Le candidat libéral Georges Simard vante les réalisations de son parti en matière de santé dans la circonscription de Roberval.

Publié le 15 août 2012
Louis Potvin LE QUOTIDIEN

«Après des années de négligence et de refus péquiste, le gouvernement libéral a pris la relève et a bien servi notre comté. On n'a qu'à penser à l'achat d'importants appareils comme les caméras de médecine nucléaire et le tomographe axial pour les CSSS Domaine-du-Roy et Maria-Chapdelaine ou encore à l'agrandissement de l'hôpital de Dolbeau et l'implantation de la dialyse dans le même secteur. Ce ne sont que quelques exemples de ce que le Parti libéral du Québec a fait pour nous.
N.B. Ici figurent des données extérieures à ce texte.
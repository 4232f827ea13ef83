use std::fs;
use std::path::{Path, PathBuf};

use clap::Parser;
use pathvis::diagram::{self, Diagram, Graph};
use pathvis::fonts::CosmicTextMeasure;
use pathvis::image::standalone_svg;
use pathvis::properties::{Properties, UserProperties};
use pathvis::shape::{self, Image, NodeCategory, ShapeFlags, ShapeParams};
use pathvis::style;
use pathvis::theme::ThemeVars;
use pathvis::xml::escape_xml;
use resvg::usvg;
use tiny_skia::{Pixmap, Transform};

/// Pathway diagram translator: layout JSON in, renderer-ready elements out
#[derive(Parser, Debug)]
#[command(name = "pathvis")]
#[command(version)]
#[command(about = "Translate pathway diagram JSON into renderer-ready elements and styles", long_about = None)]
struct Args {
    /// Diagram JSON file, or a bare pathway identifier when --server is given
    #[arg(value_name = "INPUT")]
    input: String,

    /// Companion graph JSON file (defaults to INPUT with a .graph.json suffix)
    #[arg(short, long, value_name = "GRAPH")]
    graph: Option<PathBuf>,

    /// Output file for the element/style document (stdout if omitted)
    #[arg(short, long, value_name = "OUTPUT")]
    output: Option<PathBuf>,

    /// Theme token file (TOML or YAML)
    #[arg(short, long, value_name = "THEME")]
    theme: Option<PathBuf>,

    /// Property override file (JSON)
    #[arg(short, long, value_name = "PROPERTIES")]
    properties: Option<PathBuf>,

    /// Base URL serving <id>.json and <id>.graph.json documents
    #[arg(short, long, value_name = "SERVER")]
    server: Option<String>,

    /// Directory to dump per-category icon artwork into
    #[arg(long, value_name = "DIR")]
    icons: Option<PathBuf>,

    /// Also rasterize dumped icons to PNG
    #[arg(long)]
    raster: bool,

    /// Raster scale multiplier for PNG output (e.g. 2.0 for sharper output)
    #[arg(long, default_value_t = 1.0)]
    png_scale: f32,
}

fn main() -> Result<(), String> {
    env_logger::init();
    let args = Args::parse();

    // Load theme tokens
    let vars = if let Some(ref theme_path) = args.theme {
        if theme_path.exists() && theme_path.is_file() {
            let content = fs::read_to_string(theme_path)
                .map_err(|e| format!("Failed to read theme file: {}", e))?;

            // Try TOML first, then YAML
            if let Ok(vars) = ThemeVars::from_toml(&content) {
                vars
            } else if let Ok(vars) = ThemeVars::from_yaml(&content) {
                vars
            } else {
                return Err("Failed to parse theme file as TOML or YAML".to_string());
            }
        } else {
            return Err(format!("Theme file not found: {}", theme_path.display()));
        }
    } else {
        ThemeVars::default()
    };

    let user = if let Some(ref properties_path) = args.properties {
        let content = fs::read_to_string(properties_path)
            .map_err(|e| format!("Failed to read properties file: {}", e))?;
        serde_json::from_str::<UserProperties>(&content)
            .map_err(|e| format!("Failed to parse properties file: {}", e))?
    } else {
        UserProperties::default()
    };
    let properties = Properties::resolve(user, vars);

    // Both documents must be ready before any translation happens; a failed
    // fetch is reported as-is and nothing renders.
    let (diagram_text, graph_text) = if let Some(ref server) = args.server {
        let base = server.trim_end_matches('/');
        (
            fetch(&format!("{}/{}.json", base, args.input))?,
            fetch(&format!("{}/{}.graph.json", base, args.input))?,
        )
    } else {
        let input = PathBuf::from(&args.input);
        let graph_path = args
            .graph
            .clone()
            .unwrap_or_else(|| derive_graph_path(&input));
        (
            fs::read_to_string(&input)
                .map_err(|e| format!("Failed to read input file: {}", e))?,
            fs::read_to_string(&graph_path)
                .map_err(|e| format!("Failed to read graph file: {}", e))?,
        )
    };

    let diagram = Diagram::from_json(&diagram_text)?;
    let graph = Graph::from_json(&graph_text)?;

    let mut measure = CosmicTextMeasure::new()?;
    let mut elements = diagram::build(&diagram, &graph, &mut measure);
    style::assign_subpathway_colors(&properties, &mut elements);
    let styles = style::compile(&properties);

    let document = serde_json::json!({ "elements": elements, "style": styles });
    let serialized = serde_json::to_string_pretty(&document)
        .map_err(|e| format!("Failed to serialize output: {}", e))?;

    match &args.output {
        Some(path) => {
            fs::write(path, serialized).map_err(|e| format!("Failed to write output: {}", e))?;
            eprintln!("Elements saved to: {}", path.display());
        }
        None => println!("{}", serialized),
    }

    if let Some(ref dir) = args.icons {
        dump_icons(&properties, dir, args.raster, args.png_scale)?;
    }

    Ok(())
}

fn fetch(url: &str) -> Result<String, String> {
    let mut response = ureq::get(url)
        .call()
        .map_err(|e| format!("Failed to fetch {}: {}", url, e))?;
    response
        .body_mut()
        .read_to_string()
        .map_err(|e| format!("Failed to read response from {}: {}", url, e))
}

fn derive_graph_path(input: &Path) -> PathBuf {
    match input.to_str() {
        Some(s) if s.ends_with(".json") => {
            PathBuf::from(format!("{}.graph.json", s.trim_end_matches(".json")))
        }
        _ => input.with_extension("graph.json"),
    }
}

/// Write each category's per-state artwork as standalone SVG documents, a
/// quick way to eyeball generator output without a host application.
fn dump_icons(
    properties: &Properties,
    dir: &Path,
    raster: bool,
    png_scale: f32,
) -> Result<(), String> {
    fs::create_dir_all(dir).map_err(|e| format!("Failed to create icon directory: {}", e))?;

    let params = ShapeParams {
        width: 200.0,
        height: 100.0,
        flags: ShapeFlags::default(),
    };

    for category in NodeCategory::ALL {
        let drawn = shape::draw(category, properties, &params);
        let mut layers: Vec<(String, &Image)> = Vec::new();
        if let Some(image) = &drawn.background {
            layers.push(("background".to_string(), image));
        }
        if let Some(image) = &drawn.hover {
            layers.push(("hover".to_string(), image));
        }
        if let Some(image) = &drawn.select {
            layers.push(("select".to_string(), image));
        }
        if let Some(image) = &drawn.flag {
            layers.push(("flag".to_string(), image));
        }
        for (i, image) in drawn.decorators.iter().enumerate() {
            layers.push((format!("decorator-{}", i), image));
        }

        for (state, image) in layers {
            let width = image.width.unwrap_or(params.width);
            let height = image.height.unwrap_or(params.height);
            let title = escape_xml(&format!("{} {}", category.as_class(), state));
            let svg = standalone_svg(
                &format!("<title>{}</title>{}", title, image.markup),
                width,
                height,
            );
            let name = format!("{}-{}", category.as_class().to_lowercase(), state);
            fs::write(dir.join(format!("{}.svg", name)), &svg)
                .map_err(|e| format!("Failed to write icon SVG: {}", e))?;
            if raster {
                let png = svg_to_png(&svg, png_scale)?;
                fs::write(dir.join(format!("{}.png", name)), png)
                    .map_err(|e| format!("Failed to write icon PNG: {}", e))?;
            }
        }
    }

    eprintln!("Icon artwork saved to: {}", dir.display());
    Ok(())
}

fn svg_to_png(svg: &str, scale: f32) -> Result<Vec<u8>, String> {
    if !scale.is_finite() || scale <= 0.0 {
        return Err(format!("Invalid --png-scale value: {}", scale));
    }

    let opts = usvg::Options::default();
    let tree =
        usvg::Tree::from_str(svg, &opts).map_err(|e| format!("Failed to parse SVG: {}", e))?;

    let svg_width = (tree.size().width() * scale).ceil() as u32;
    let svg_height = (tree.size().height() * scale).ceil() as u32;

    let mut pixmap = Pixmap::new(svg_width, svg_height).ok_or("Failed to create pixmap")?;
    let transform = Transform::from_scale(scale, scale);

    resvg::render(&tree, transform, &mut pixmap.as_mut());

    pixmap
        .encode_png()
        .map_err(|e| format!("Failed to encode PNG: {}", e))
}
//! Inbound connection handles

use std::net::SocketAddr;
use std::sync::atomic::{AtomicU64, Ordering};

use tokio::sync::mpsc;
use tokio_util::sync::CancellationToken;

static NEXT_CONNECTION_ID: AtomicU64 = AtomicU64::new(1);

/// How the payload reached us
#[derive(Debug, Clone, Copy, PartialEq, Eq)]
pub enum ConnectionKind {
    /// TCP control connection
    Stream,
    /// Single UDP datagram
    Datagram,
}

/// Handle to the connection a payload arrived on
///
/// Cloning is cheap. Replies are queued and written by the server in
/// order, one line each.
#[derive(Debug, Clone)]
pub struct Connection {
    id: u64,
    peer: SocketAddr,
    kind: ConnectionKind,
    outbound: mpsc::UnboundedSender<String>,
    closed: CancellationToken,
}

/// Bookkeeping view of a connection that does not keep it open
#[derive(Debug, Clone)]
pub struct ConnectionInfo {
    /// Connection id
    pub id: u64,
    /// Remote address
    pub peer: SocketAddr,
    /// Transport kind
    pub kind: ConnectionKind,
    closed: CancellationToken,
}

impl ConnectionInfo {
    /// Check whether the connection is still open
    #[must_use]
    pub fn is_open(&self) -> bool {
        !self.closed.is_cancelled()
    }
}

impl Connection {
    /// Create a connection handle and the queue its replies land in
    #[must_use]
    pub fn new(peer: SocketAddr, kind: ConnectionKind) -> (Self, mpsc::UnboundedReceiver<String>) {
        let (outbound, rx) = mpsc::unbounded_channel();
        let conn = Self {
            id: NEXT_CONNECTION_ID.fetch_add(1, Ordering::Relaxed),
            peer,
            kind,
            outbound,
            closed: CancellationToken::new(),
        };
        (conn, rx)
    }

    /// Unique id of this connection
    #[must_use]
    pub fn id(&self) -> u64 {
        self.id
    }

    /// Remote address
    #[must_use]
    pub fn peer(&self) -> SocketAddr {
        self.peer
    }

    /// Transport kind
    #[must_use]
    pub fn kind(&self) -> ConnectionKind {
        self.kind
    }

    /// Queue one reply line
    ///
    /// Returns `false` if the connection is already gone.
    pub fn reply(&self, line: impl Into<String>) -> bool {
        if self.closed.is_cancelled() {
            return false;
        }
        self.outbound.send(line.into()).is_ok()
    }

    /// Check whether replies can still be delivered
    #[must_use]
    pub fn is_open(&self) -> bool {
        !self.closed.is_cancelled() && !self.outbound.is_closed()
    }

    /// Mark the connection closed
    pub fn close(&self) {
        self.closed.cancel();
    }

    /// Bookkeeping view of this connection
    #[must_use]
    pub fn info(&self) -> ConnectionInfo {
        ConnectionInfo {
            id: self.id,
            peer: self.peer,
            kind: self.kind,
            closed: self.closed.clone(),
        }
    }

    pub(crate) fn closed_token(&self) -> CancellationToken {
        self.closed.clone()
    }
}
Cela démontre à quel point celui-ci a à coeur le bien-être des gens du comté de Roberval, alors que le Parti Québécois n'a qu'un seul objectif, celui de faire la séparation», a-t-il déclaré dans un communiqué de presse.
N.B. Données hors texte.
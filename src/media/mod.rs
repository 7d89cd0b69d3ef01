//! Media controller seam
//!
//! Decoding and rendering live outside this crate. A node drives whatever
//! player it is embedded in through [`MediaController`].

mod playlist;


pub use playlist::{MEDIA_EXTENSIONS, Playlist};

use crate::error::Result;

/// Callback invoked when the loaded media reaches its end
pub type EndedCallback = Box<dyn Fn() + Send + Sync>;

/// Local media player driven by the sync core
///
/// Implementations must not block: every method is called from async
/// tasks. Times are media-clock seconds.
pub trait MediaController: Send + Sync {
    /// Current playback position
    fn current_time(&self) -> f64;

    /// Length of the loaded media, if known
    fn duration(&self) -> Option<f64>;

    /// Jump to `seconds`
    fn seek_to_time(&self, seconds: f64);

    /// Set the playback rate
    fn set_rate(&self, rate: f64);

    /// Current playback rate
    fn rate(&self) -> f64;

    /// Start or resume playback
    fn play(&self);

    /// Pause playback
    fn pause(&self);

    /// Check if media is playing
    fn is_playing(&self) -> bool;

    /// Load the media at `path`, paused at position zero
    ///
    /// # Errors
    ///
    /// Returns a media error if the file cannot be opened.
    fn load(&self, path: &str) -> Result<()>;

    /// Native frame rate of the loaded stream, if known
    fn frame_rate(&self) -> Option<f64> {
        None
    }

    /// Set output volume in `0.0..=1.0`
    fn set_volume(&self, _volume: f32) {}

    /// Set output brightness in `0.0..=1.0`
    fn set_brightness(&self, _brightness: f32) {}

    /// Install the end-of-media callback, replacing any previous one
    fn on_ended(&self, callback: EndedCallback);
}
Georges Simard estime donc que les services et les programmes sociaux sont primordiaux pour garder une région en santé. Il va donc travailler à maintenir le même niveau de service dans les hôpitaux et les écoles, s'il est élu. «En ayant accès à tous ces services au même titre que les villes les plus populeuses du Québec, on s'assure de garder nos jeunes chez nous. Voilà pourquoi j'entends protéger nos acquis et développer nos services de proximité», a-t-il indiqué.

Le candidat a rappelé les promesses des libéraux en matière de services sociaux, dont le renforcement des soins buccaux et dentaires chez les jeunes de 10 à 16 ans, la publication des listes d'attente des médecins spécialistes, la mise en place d'une méthode de suivi efficace des malades chroniques, l'aide financière pour la rentrée scolaire et l'aide aux devoirs.

Pour maintenir la qualité des services, la croissance économique doit se poursuivre. «C'est l'économie qui rend tout le reste possible. En ayant les programmes sociaux les plus généreux au pays, nous avons fait le choix d'offrir aux Québécois et Québécoises, peu importe leurs revenus ou leur classe sociale, un libre accès à des services essentiels», a ajouté Georges Simard.